The result of all that work of civilization is a world that of wealth, convenience, and comfort undreamed of by our ancestors. Our cell phones would dazzle kings of yore; they would have emptied their treasuries to be able to have half the powers that most people of the world now carry in their pockets without even thinking about them. Our life spans are longer, our opportunities to gain knowledge are greater, and we can fly around the globe in less time than it would have taken Henry VIII to travel from London to Paris.

But we increasingly think that those bright and shiny things within civilization’s focus are all that exist. And every once in a while, we are exposed, sometimes harshly and forcibly, to recognize and acknowledge the limitations of all our constructions.
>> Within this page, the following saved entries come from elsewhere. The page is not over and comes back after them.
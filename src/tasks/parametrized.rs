//! # Task with an input parameter.
//!
//! [`ParametrizedTask`] is a [`MutableTask`] whose body reads a parameter slot.
//! The parameter can be given up front ([`with_parameter`](ParametrizedTask::with_parameter))
//! or delivered later ([`receive`](ParametrizedTask::receive)), e.g. by a
//! predecessor's output, before the task starts.

use std::any::Any;
use std::fmt;
use std::ops::Deref;
use std::sync::Arc;

use parking_lot::Mutex;

use crate::cancel::Cancellable;
use crate::status::{Status, StatusDescription};
use crate::tasks::{DescriptionStream, MutableTask, OpaqueTask, StatusStream, Task, TaskId, TaskName};

/// [`MutableTask`] plus a parameter slot its body can read.
///
/// # Example
/// ```
/// use taskpipe::{Cancellable, ParametrizedTask, Status};
///
/// let task = ParametrizedTask::<u32, u32, String>::new(|task| {
///     let doubled = task.with_parameter_ref(|p| p * 2).unwrap_or_default();
///     let _ = task.succeed(doubled);
///     Cancellable::empty()
/// });
///
/// task.receive(21);
/// task.start();
/// assert_eq!(task.status(), Status::Success(42));
/// ```
pub struct ParametrizedTask<P, S, E> {
    task: MutableTask<S, E>,
    parameter: Arc<Mutex<Option<P>>>,
}

impl<P, S, E> Clone for ParametrizedTask<P, S, E> {
    fn clone(&self) -> Self {
        Self {
            task: self.task.clone(),
            parameter: Arc::clone(&self.parameter),
        }
    }
}

impl<P, S, E> ParametrizedTask<P, S, E>
where
    P: Send + 'static,
    S: Clone + Send + Sync + 'static,
    E: Clone + Send + Sync + 'static,
{
    /// Creates an idle task; `body` receives this task (parameter included).
    pub fn new<F>(body: F) -> Self
    where
        F: FnOnce(ParametrizedTask<P, S, E>) -> Cancellable + Send + 'static,
    {
        let parameter = Arc::new(Mutex::new(None));
        let slot = Arc::clone(&parameter);
        let task = MutableTask::new(move |task| {
            body(ParametrizedTask {
                task,
                parameter: slot,
            })
        });
        Self { task, parameter }
    }

    /// Sets the parameter at construction time.
    pub fn with_parameter(self, parameter: P) -> Self {
        self.receive(parameter);
        self
    }

    /// Stores (or replaces) the parameter.
    pub fn receive(&self, parameter: P) {
        *self.parameter.lock() = Some(parameter);
    }

    /// Runs `f` on the parameter; logs a warning and returns `None` if unset.
    pub fn with_parameter_ref<R>(&self, f: impl FnOnce(&P) -> R) -> Option<R> {
        let guard = self.parameter.lock();
        match guard.as_ref() {
            Some(parameter) => Some(f(parameter)),
            None => {
                tracing::warn!(task = %self.task.name(), "task parameter read before it was set");
                None
            }
        }
    }

    /// Underlying task handle.
    pub fn as_task(&self) -> &MutableTask<S, E> {
        &self.task
    }
}

impl<P, S, E> ParametrizedTask<P, S, E>
where
    P: Clone + Send + 'static,
    S: Clone + Send + Sync + 'static,
    E: Clone + Send + Sync + 'static,
{
    /// Clone of the current parameter.
    pub fn parameter(&self) -> Option<P> {
        self.parameter.lock().clone()
    }
}

impl<P, S, E> Deref for ParametrizedTask<P, S, E> {
    type Target = MutableTask<S, E>;

    fn deref(&self) -> &Self::Target {
        &self.task
    }
}

impl<P, S, E> OpaqueTask for ParametrizedTask<P, S, E>
where
    P: Send + 'static,
    S: Clone + Send + Sync + 'static,
    E: Clone + Send + Sync + 'static,
{
    fn id(&self) -> TaskId {
        self.task.id()
    }

    fn name(&self) -> TaskName {
        self.task.name()
    }

    fn status_description(&self) -> StatusDescription {
        OpaqueTask::status_description(&self.task)
    }

    fn status_descriptions(&self) -> DescriptionStream {
        self.task.status_descriptions()
    }

    fn cancel(&self) {
        self.task.cancel();
    }

    fn as_any(&self) -> &dyn Any {
        self.task.as_any()
    }
}

impl<P, S, E> Task for ParametrizedTask<P, S, E>
where
    P: Send + 'static,
    S: Clone + Send + Sync + 'static,
    E: Clone + Send + Sync + 'static,
{
    type Success = S;
    type Error = E;

    fn status(&self) -> Status<S, E> {
        self.task.status()
    }

    fn subscribe(&self) -> StatusStream<S, E> {
        self.task.subscribe()
    }

    fn start(&self) {
        self.task.start();
    }
}

impl<P, S, E> fmt::Debug for ParametrizedTask<P, S, E>
where
    S: Clone + Send + Sync + 'static,
    E: Clone + Send + Sync + 'static,
{
    fn fmt(&self, f: &mut fmt::Formatter<'_>) -> fmt::Result {
        f.debug_struct("ParametrizedTask")
            .field("task", &self.task)
            .finish_non_exhaustive()
    }
}

#[cfg(test)]
mod tests {
    use super::*;
    use crate::tasks::downcast;

    type T = ParametrizedTask<String, usize, String>;

    fn measuring() -> T {
        T::new(|task| {
            match task.with_parameter_ref(String::len) {
                Some(len) => task.succeed(len),
                None => task.fail("no input".into()),
            }
            .ok();
            Cancellable::empty()
        })
    }

    #[test]
    fn parameter_given_up_front() {
        let task = measuring().with_parameter("four".into());
        assert_eq!(task.parameter().as_deref(), Some("four"));

        task.start();
        assert_eq!(task.status(), Status::Success(4));
    }

    #[test]
    fn missing_parameter_is_reported_by_body() {
        let task = measuring();
        task.start();
        assert_eq!(task.status(), Status::Error("no input".into()));
    }

    #[test]
    fn panicking_reader_leaves_parameter_usable() {
        let task = measuring().with_parameter("abc".into());
        let reader = task.clone();

        let caught = std::panic::catch_unwind(std::panic::AssertUnwindSafe(|| {
            reader.with_parameter_ref(|_| -> usize { panic!("reader failed") })
        }));
        assert!(caught.is_err());

        assert_eq!(task.parameter().as_deref(), Some("abc"));
        task.start();
        assert_eq!(task.status(), Status::Success(3));
    }

    #[test]
    fn erased_handle_downcasts_to_inner_task() {
        let task = measuring();
        let erased: crate::tasks::TaskRef = Arc::new(task.clone());

        let inner = downcast::<usize, String>(&erased).unwrap();
        assert_eq!(inner.id(), task.id());
    }
}
//! # Type-erased task handle.
//!
//! [`OpaqueTask`] is the narrow surface every task exposes regardless of its
//! payload types: identity, coarse status, a stream of coarse statuses and
//! `cancel()`. Pipelines store tasks as [`TaskRef`] (`Arc<dyn OpaqueTask>`).
//!
//! ## Rules
//! - The only way back to a concrete task is [`downcast`], which fails with
//!   [`TaskError::TypeMismatch`] instead of panicking.
//! - Combinators from [`OpaqueTaskExt`] spawn a watcher on the current Tokio
//!   runtime and return a [`Cancellable`] guard; dropping the guard stops the
//!   watcher. Call [`Cancellable::detach`] on the guard to keep the callback
//!   for the task's whole life instead: the watcher then ends on its own once
//!   the task is terminal or every handle to it is dropped.
//!
//! ## Example
//! ```
//! use taskpipe::{downcast, MutableTask, OpaqueTask, Pipeline, StatusDescription};
//!
//! let pipeline = Pipeline::default();
//! let task = MutableTask::<u32, String>::new(|_task| Default::default());
//! pipeline.insert(&task, "sync").unwrap();
//! task.start();
//!
//! let found = pipeline.lookup("sync").unwrap();
//! assert_eq!(found.status_description(), StatusDescription::Started);
//!
//! let typed = downcast::<u32, String>(&found).unwrap();
//! typed.succeed(42).unwrap();
//! assert!(downcast::<String, String>(&found).is_err());
//! ```

use std::any::{Any, type_name};
use std::sync::Arc;

use futures::stream::{BoxStream, Stream, StreamExt};
use tokio_util::sync::CancellationToken;

use crate::cancel::Cancellable;
use crate::error::TaskError;
use crate::status::StatusDescription;
use crate::tasks::{MutableTask, TaskId, TaskName};

/// Shared, type-erased task handle.
pub type TaskRef = Arc<dyn OpaqueTask>;

/// Boxed stream of coarse statuses.
pub type DescriptionStream = BoxStream<'static, StatusDescription>;

/// Payload-free view of a task.
pub trait OpaqueTask: Send + Sync + 'static {
    /// Process-unique identity.
    fn id(&self) -> TaskId;

    /// Current logical name.
    fn name(&self) -> TaskName;

    /// Coarse projection of the current status.
    fn status_description(&self) -> StatusDescription;

    /// Coarse statuses, starting with the current one; completes after terminal.
    fn status_descriptions(&self) -> DescriptionStream;

    /// Moves the task to `Canceled` unless it is already terminal.
    fn cancel(&self);

    /// Hook for [`downcast`].
    fn as_any(&self) -> &dyn Any;
}

/// Recovers the concrete [`MutableTask`] behind a [`TaskRef`].
pub fn downcast<S, E>(task: &TaskRef) -> Result<MutableTask<S, E>, TaskError>
where
    S: Clone + Send + Sync + 'static,
    E: Clone + Send + Sync + 'static,
{
    task.as_any()
        .downcast_ref::<MutableTask<S, E>>()
        .cloned()
        .ok_or_else(|| TaskError::TypeMismatch {
            name: task.name(),
            expected: type_name::<MutableTask<S, E>>(),
        })
}

/// Status-driven callbacks available on every [`OpaqueTask`].
///
/// Each method returns the watcher's guard. Hold it to scope the callback,
/// or [`detach`](Cancellable::detach) it to fire-and-forget:
/// ```
/// use taskpipe::{MutableTask, OpaqueTaskExt};
///
/// # #[tokio::main(flavor = "current_thread")]
/// # async fn main() {
/// let task = MutableTask::<u32, String>::new(|_| Default::default());
/// task.to_ref().on_success(|| println!("done")).detach();
/// task.start();
/// task.succeed(1).unwrap();
/// # }
/// ```
pub trait OpaqueTaskExt: OpaqueTask {
    /// Calls `f` for every status that carries output (started, progress, success).
    fn on_output<F>(&self, f: F) -> Cancellable
    where
        F: FnMut(StatusDescription) + Send + 'static,
    {
        self.on_status_where(|d| d.is_output(), f)
    }

    /// Calls `f` once if the task succeeds.
    fn on_success<F>(&self, f: F) -> Cancellable
    where
        F: FnOnce() + Send + 'static,
    {
        let mut f = Some(f);
        self.on_status_where(
            |d| d == StatusDescription::Success,
            move |_| {
                if let Some(f) = f.take() {
                    f();
                }
            },
        )
    }

    /// Calls `f` once if the task fails or is cancelled.
    fn on_failure<F>(&self, f: F) -> Cancellable
    where
        F: FnOnce(StatusDescription) + Send + 'static,
    {
        let mut f = Some(f);
        self.on_status_where(|d| d.is_failure(), move |d| {
            if let Some(f) = f.take() {
                f(d);
            }
        })
    }

    /// Calls `f` for every status.
    fn on_status<F>(&self, f: F) -> Cancellable
    where
        F: FnMut(StatusDescription) + Send + 'static,
    {
        self.on_status_where(|_| true, f)
    }

    /// Calls `f` for every status accepted by `filter`.
    ///
    /// Dropping the returned guard stops the watcher; a detached guard leaves
    /// it running until the task is terminal or dropped.
    fn on_status_where<P, F>(&self, filter: P, mut f: F) -> Cancellable
    where
        P: Fn(StatusDescription) -> bool + Send + 'static,
        F: FnMut(StatusDescription) + Send + 'static,
    {
        if tokio::runtime::Handle::try_current().is_err() {
            tracing::error!(task = %self.name(), "status watcher needs a Tokio runtime; callback dropped");
            return Cancellable::empty();
        }
        let token = spawn_watcher(self.status_descriptions(), move |d| {
            if filter(d) {
                f(d);
            }
        });
        token.into()
    }
}

impl<T: OpaqueTask + ?Sized> OpaqueTaskExt for T {}

/// Drives `f` with every item of `stream` on a Tokio task until the stream
/// ends or the returned token is cancelled.
///
/// Buffered items win over cancellation, so a terminal status that was already
/// published is still delivered.
pub(crate) fn spawn_watcher<St, F>(stream: St, mut f: F) -> CancellationToken
where
    St: Stream + Send + 'static,
    St::Item: Send,
    F: FnMut(St::Item) + Send + 'static,
{
    let token = CancellationToken::new();
    let stop = token.clone();

    tokio::spawn(async move {
        let mut stream = Box::pin(stream);
        loop {
            tokio::select! {
                biased;
                next = stream.next() => match next {
                    Some(item) => f(item),
                    None => break,
                },
                _ = stop.cancelled() => break,
            }
        }
    });
    token
}

#[cfg(test)]
mod tests {
    use super::*;
    use std::time::Duration;
    use tokio::sync::mpsc;

    fn handle(task: &MutableTask<u32, String>) -> TaskRef {
        Arc::new(task.clone())
    }

    #[tokio::test]
    async fn on_success_fires_once() {
        let task = MutableTask::<u32, String>::new(|_| Cancellable::empty());
        let (tx, mut rx) = mpsc::unbounded_channel();
        let _guard = handle(&task).on_success(move || {
            let _ = tx.send(());
        });

        task.start();
        task.succeed(1).unwrap();

        assert_eq!(rx.recv().await, Some(()));
        assert_eq!(rx.recv().await, None);
    }

    #[tokio::test]
    async fn on_failure_reports_cancel() {
        let task = MutableTask::<u32, String>::new(|_| Cancellable::empty());
        let (tx, mut rx) = mpsc::unbounded_channel();
        let _guard = handle(&task).on_failure(move |d| {
            let _ = tx.send(d);
        });

        task.cancel();
        assert_eq!(rx.recv().await, Some(StatusDescription::Canceled));
    }

    #[tokio::test]
    async fn on_output_skips_idle() {
        let task = MutableTask::<u32, String>::new(|_| Cancellable::empty());
        let (tx, mut rx) = mpsc::unbounded_channel();
        let _guard = handle(&task).on_output(move |d| {
            let _ = tx.send(d);
        });

        task.start();
        task.progress(None).unwrap();
        task.succeed(3).unwrap();

        assert_eq!(rx.recv().await, Some(StatusDescription::Started));
        assert_eq!(rx.recv().await, Some(StatusDescription::Progress));
        assert_eq!(rx.recv().await, Some(StatusDescription::Success));
        assert_eq!(rx.recv().await, None);
    }

    #[tokio::test]
    async fn dropped_guard_stops_watcher() {
        let task = MutableTask::<u32, String>::new(|_| Cancellable::empty());
        let (tx, mut rx) = mpsc::unbounded_channel();
        let guard = handle(&task).on_status(move |d| {
            let _ = tx.send(d);
        });

        assert_eq!(rx.recv().await, Some(StatusDescription::Idle));
        drop(guard);

        // Watcher exit drops the sender.
        let closed = tokio::time::timeout(Duration::from_secs(1), rx.recv()).await;
        assert_eq!(closed, Ok(None));
        task.start();
    }

    #[tokio::test]
    async fn detached_guard_still_fires() {
        let task = MutableTask::<u32, String>::new(|_| Cancellable::empty());
        let (tx, mut rx) = mpsc::unbounded_channel();
        handle(&task)
            .on_success(move || {
                let _ = tx.send(());
            })
            .detach();

        task.start();
        task.succeed(1).unwrap();
        assert_eq!(rx.recv().await, Some(()));
    }

    #[tokio::test]
    async fn detached_watcher_ends_with_dropped_task() {
        let task = MutableTask::<u32, String>::new(|_| Cancellable::empty());
        let (tx, mut rx) = mpsc::unbounded_channel();
        handle(&task)
            .on_status(move |d| {
                let _ = tx.send(d);
            })
            .detach();

        assert_eq!(rx.recv().await, Some(StatusDescription::Idle));
        drop(task);

        let closed = tokio::time::timeout(Duration::from_secs(1), rx.recv()).await;
        assert_eq!(closed, Ok(None));
    }

    #[test]
    fn downcast_rejects_other_payloads() {
        let task = MutableTask::<u32, String>::new(|_| Cancellable::empty());
        task.set_name("typed").unwrap();

        let erased = handle(&task);
        assert_eq!(downcast::<u32, String>(&erased).map(|t| t.id()), Ok(task.id()));

        let err = downcast::<u64, String>(&erased).unwrap_err();
        assert_eq!(err.as_label(), "task_type_mismatch");
        assert_eq!(err.task_name().as_str(), "typed");
    }
}
//! Completion handle passed to callback-style task bodies.

use std::fmt;

use crate::error::TaskError;
use crate::status::Progress;
use crate::tasks::MutableTask;

/// Drives the task a callback body belongs to.
///
/// Every method funnels through the task's transition gate, so a resolver that
/// fires after the task was cancelled gets [`TaskError::AlreadyTerminal`] and
/// changes nothing.
pub struct Resolver<S, E> {
    task: MutableTask<S, E>,
}

impl<S, E> Resolver<S, E>
where
    S: Clone + Send + Sync + 'static,
    E: Clone + Send + Sync + 'static,
{
    pub(crate) fn new(task: MutableTask<S, E>) -> Self {
        Self { task }
    }

    pub fn progress(&self, progress: Option<Progress>) -> Result<(), TaskError> {
        self.task.progress(progress)
    }

    pub fn succeed(&self, value: S) -> Result<(), TaskError> {
        self.task.succeed(value)
    }

    pub fn fail(&self, error: E) -> Result<(), TaskError> {
        self.task.fail(error)
    }

    pub fn resolve(&self, result: Result<S, E>) -> Result<(), TaskError> {
        self.task.resolve(result)
    }

    /// Returns `true` once the task reached a terminal status.
    pub fn is_finished(&self) -> bool {
        self.task.status().is_terminal()
    }
}

impl<S, E> Clone for Resolver<S, E> {
    fn clone(&self) -> Self {
        Self {
            task: self.task.clone(),
        }
    }
}

impl<S, E> fmt::Debug for Resolver<S, E>
where
    S: Clone + Send + Sync + 'static,
    E: Clone + Send + Sync + 'static,
{
    fn fmt(&self, f: &mut fmt::Formatter<'_>) -> fmt::Result {
        f.debug_struct("Resolver").field("task", &self.task).finish()
    }
}
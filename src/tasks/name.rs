//! Task identity: logical [`TaskName`] and process-unique [`TaskId`].

use std::borrow::Borrow;
use std::fmt;
use std::sync::Arc;
use std::sync::atomic::{AtomicU64, Ordering};

use uuid::Uuid;

/// Logical name used as the pipeline registry key.
///
/// Cheap to clone. A fresh task gets a random UUID name until it is renamed.
#[derive(Debug, Clone, PartialEq, Eq, Hash, PartialOrd, Ord)]
pub struct TaskName(Arc<str>);

impl TaskName {
    pub fn new(name: impl Into<Arc<str>>) -> Self {
        Self(name.into())
    }

    /// Random, collision-free name.
    pub fn unique() -> Self {
        Self(Uuid::new_v4().to_string().into())
    }

    pub fn as_str(&self) -> &str {
        &self.0
    }
}

impl fmt::Display for TaskName {
    fn fmt(&self, f: &mut fmt::Formatter<'_>) -> fmt::Result {
        f.write_str(&self.0)
    }
}

impl From<&str> for TaskName {
    fn from(s: &str) -> Self {
        Self(s.into())
    }
}

impl From<String> for TaskName {
    fn from(s: String) -> Self {
        Self(s.into())
    }
}

impl From<&TaskName> for TaskName {
    fn from(name: &TaskName) -> Self {
        name.clone()
    }
}

impl Borrow<str> for TaskName {
    fn borrow(&self) -> &str {
        &self.0
    }
}

impl AsRef<str> for TaskName {
    fn as_ref(&self) -> &str {
        &self.0
    }
}

/// Global counter for task identities.
static TASK_SEQ: AtomicU64 = AtomicU64::new(1);

/// Process-unique identity of one task instance.
///
/// Two tasks may share a [`TaskName`] over time; their ids always differ.
#[derive(Debug, Clone, Copy, PartialEq, Eq, Hash, PartialOrd, Ord)]
pub struct TaskId(u64);

impl TaskId {
    pub(crate) fn next() -> Self {
        Self(TASK_SEQ.fetch_add(1, Ordering::Relaxed))
    }

    pub fn as_u64(&self) -> u64 {
        self.0
    }
}

impl fmt::Display for TaskId {
    fn fmt(&self, f: &mut fmt::Formatter<'_>) -> fmt::Result {
        write!(f, "task-{}", self.0)
    }
}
Wendell Berry listed some necessary premises in a 1985 essay:

We live in a wilderness, in which we and our works occupy a tiny space and play a tiny part. We exist under its dispensation and by its tolerance.

This wilderness, the universe, is somewhat hospitable to us, but it is also absolutely dangerous to us (it is going to kill us, sooner or later), and we are absolutely dependent upon it.

In a poem that actress Julia Roberts circulated on social media just a few days ago, Lynn Ungar suggested we are free, in the cessation from normal business enforced by this plague, to become part again of that which is timeless and beyond manipulation. A moment has irrupted in which we see with suddenness and inescapable power what will determine the worth of our own lives and is utterly beyond our own ability to change:

​Know that we are all connected
in ways terrifying and beautiful.
(You can hardly deny it now.)
Know that our lives
are in one another’s hands.
(Surely that has come clear.)

Berry has his Sabbath Poems. Ungar asks the question specifically at the beginning of her poem:

What if you thought of it
as the Jews consider the Sabbath —
the most sacred of times?

There is a finality to our finiteness that is by design. We must realize, sometimes with fear and pain, that we are limited and partial creatures who can never be gods apart. We are summoned by our deepest traditions to a cleansing humility, to a recognition of our smallness as necessary to our greatness.

Our models, our ideologies, our systems of math and science, of governance and of finance, are works of our hands. To the degree that they are good and helpful, they have been created through a humble subservience to truth that may require the renunciation of prejudices we have held dear and have believed to be whole. To the degree that we make gods of the works of our hands, we seal ourselves off from true greatness.

Now is time to take a deep breath and take advantage of this dearly bought perspective. We will still have our differences, our varieties of insight stemming from the various properties given to us by Providence. But what we must take with us back into those differences is our togetherness within a truth and a reality that always exceeds us all.

In a word — reverence. We are measured by the truth that is greater than every one of us. And knowing we are measured focuses us back again on the central message of our deepest traditions – love each other and so love the One who continuously upholds, embodies, and empowers this reality.